What's the problem gaming with a Quadro? It's no more like in the old days. I can't confirm for all games of course but they have comparable performance to an equivalent GeForce, some did actually made a review
https://hothardware.com/reviews/nvidia-quadro-p6000-and-p5000-workstation-gpu-reviews?page=6
The same story holds true today. Quadros run ~10-30% slower then their Geforce counterparts in real-world gaming applications because their drivers are focused on precision and accuracy in their renderings and don't utilize optimization tricks for extra performance.
stefem wrote:Not in my experience
Glorious wrote:stefem wrote:Not in my experience
That's because it's largely a myth.
To the extent that there is a difference, it probably comes to down to Nvidia just not bothering to include the game-specific profiles with the Quadro drivers. Which matters somewhat for some games, very little for others, and not-at-all for the games that never got them.
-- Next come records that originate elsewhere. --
//! Company profile record
//!
//! The record stored by the company profile service, plus the client-side
//! field validation run before a save is attempted.

use serde::{Deserialize, Serialize};
use thiserror::Error;

/// Validation result type
pub type ValidationResult = Result<(), ValidationError>;

/// Company profile field validation errors
#[derive(Debug, Clone, PartialEq, Eq, Error)]
pub enum ValidationError {
    #[error("Invalid Email")]
    InvalidEmail,
    #[error("Invalid Phone Number")]
    InvalidPhone,
    #[error("Invalid GSTIN")]
    InvalidGstin,
    #[error("Invalid PAN")]
    InvalidPan,
    #[error("Please upload a logo")]
    MissingLogo,
}

/// Company profile as stored by the profile service
#[derive(Debug, Clone, PartialEq, Eq, Default, Serialize, Deserialize)]
#[serde(rename_all = "camelCase", default)]
pub struct CompanyProfile {
    pub name: String,
    pub address: String,
    pub gstin: String,
    pub pan: String,
    pub contact_name: String,
    pub phone: String,
    pub email: String,
    pub logo_url: String,
}

impl CompanyProfile {
    /// True when no field has been filled in yet
    pub fn is_empty(&self) -> bool {
        *self == Self::default()
    }

    /// Validate the fields that must be well-formed before saving
    ///
    /// The first failing field wins, matching the order the profile form
    /// reports them in.
    pub fn validate(&self) -> ValidationResult {
        if !is_valid_email(&self.email) {
            return Err(ValidationError::InvalidEmail);
        }
        if !is_valid_phone(&self.phone) {
            return Err(ValidationError::InvalidPhone);
        }
        if !is_valid_gstin(&self.gstin) {
            return Err(ValidationError::InvalidGstin);
        }
        if !is_valid_pan(&self.pan) {
            return Err(ValidationError::InvalidPan);
        }
        if self.logo_url.is_empty() {
            return Err(ValidationError::MissingLogo);
        }
        Ok(())
    }
}

/// local-part@domain.tld, no whitespace, exactly one `@`
fn is_valid_email(email: &str) -> bool {
    if email.chars().any(char::is_whitespace) {
        return false;
    }
    let mut parts = email.splitn(2, '@');
    let (Some(local), Some(domain)) = (parts.next(), parts.next()) else {
        return false;
    };
    if local.is_empty() || domain.contains('@') {
        return false;
    }
    let mut domain_parts = domain.rsplitn(2, '.');
    let (Some(tld), Some(host)) = (domain_parts.next(), domain_parts.next()) else {
        return false;
    };
    !tld.is_empty() && !host.is_empty()
}

/// Ten-digit Indian mobile number, leading digit 6-9
fn is_valid_phone(phone: &str) -> bool {
    phone.len() == 10
        && phone.chars().all(|c| c.is_ascii_digit())
        && matches!(phone.as_bytes()[0], b'6'..=b'9')
}

/// 15-character GSTIN: 2 digits, 5 letters, 4 digits, 1 letter,
/// 1 alphanumeric (non-zero digit or letter), literal `Z`, 1 alphanumeric
fn is_valid_gstin(gstin: &str) -> bool {
    let bytes = gstin.as_bytes();
    if bytes.len() != 15 {
        return false;
    }
    bytes[0..2].iter().all(u8::is_ascii_digit)
        && bytes[2..7].iter().all(u8::is_ascii_uppercase)
        && bytes[7..11].iter().all(u8::is_ascii_digit)
        && bytes[11].is_ascii_uppercase()
        && (matches!(bytes[12], b'1'..=b'9') || bytes[12].is_ascii_uppercase())
        && bytes[13] == b'Z'
        && (bytes[14].is_ascii_digit() || bytes[14].is_ascii_uppercase())
}

/// 10-character PAN: 5 letters, 4 digits, 1 letter
fn is_valid_pan(pan: &str) -> bool {
    let bytes = pan.as_bytes();
    bytes.len() == 10
        && bytes[0..5].iter().all(u8::is_ascii_uppercase)
        && bytes[5..9].iter().all(u8::is_ascii_digit)
        && bytes[9].is_ascii_uppercase()
}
Obviously the price-performance is wrecked for these cards if you are just gaming, but the rest of is tech enthusiast urban legend.
cynan wrote:DrDominodog51 wrote:Hmm... The guy in the link says it wasn't holding a constant 1600 MHz during the 3DMark run.
Could that have something to do with the tester using a barely adequate PSU (550W)?
DrDominodog51 wrote:This came out today: http://www.gamersnexus.net/guides/2977- ... clocks-ipc
I'm fairly confident that either the Fiji driver theory is correct or it's a die shrink of Fiji.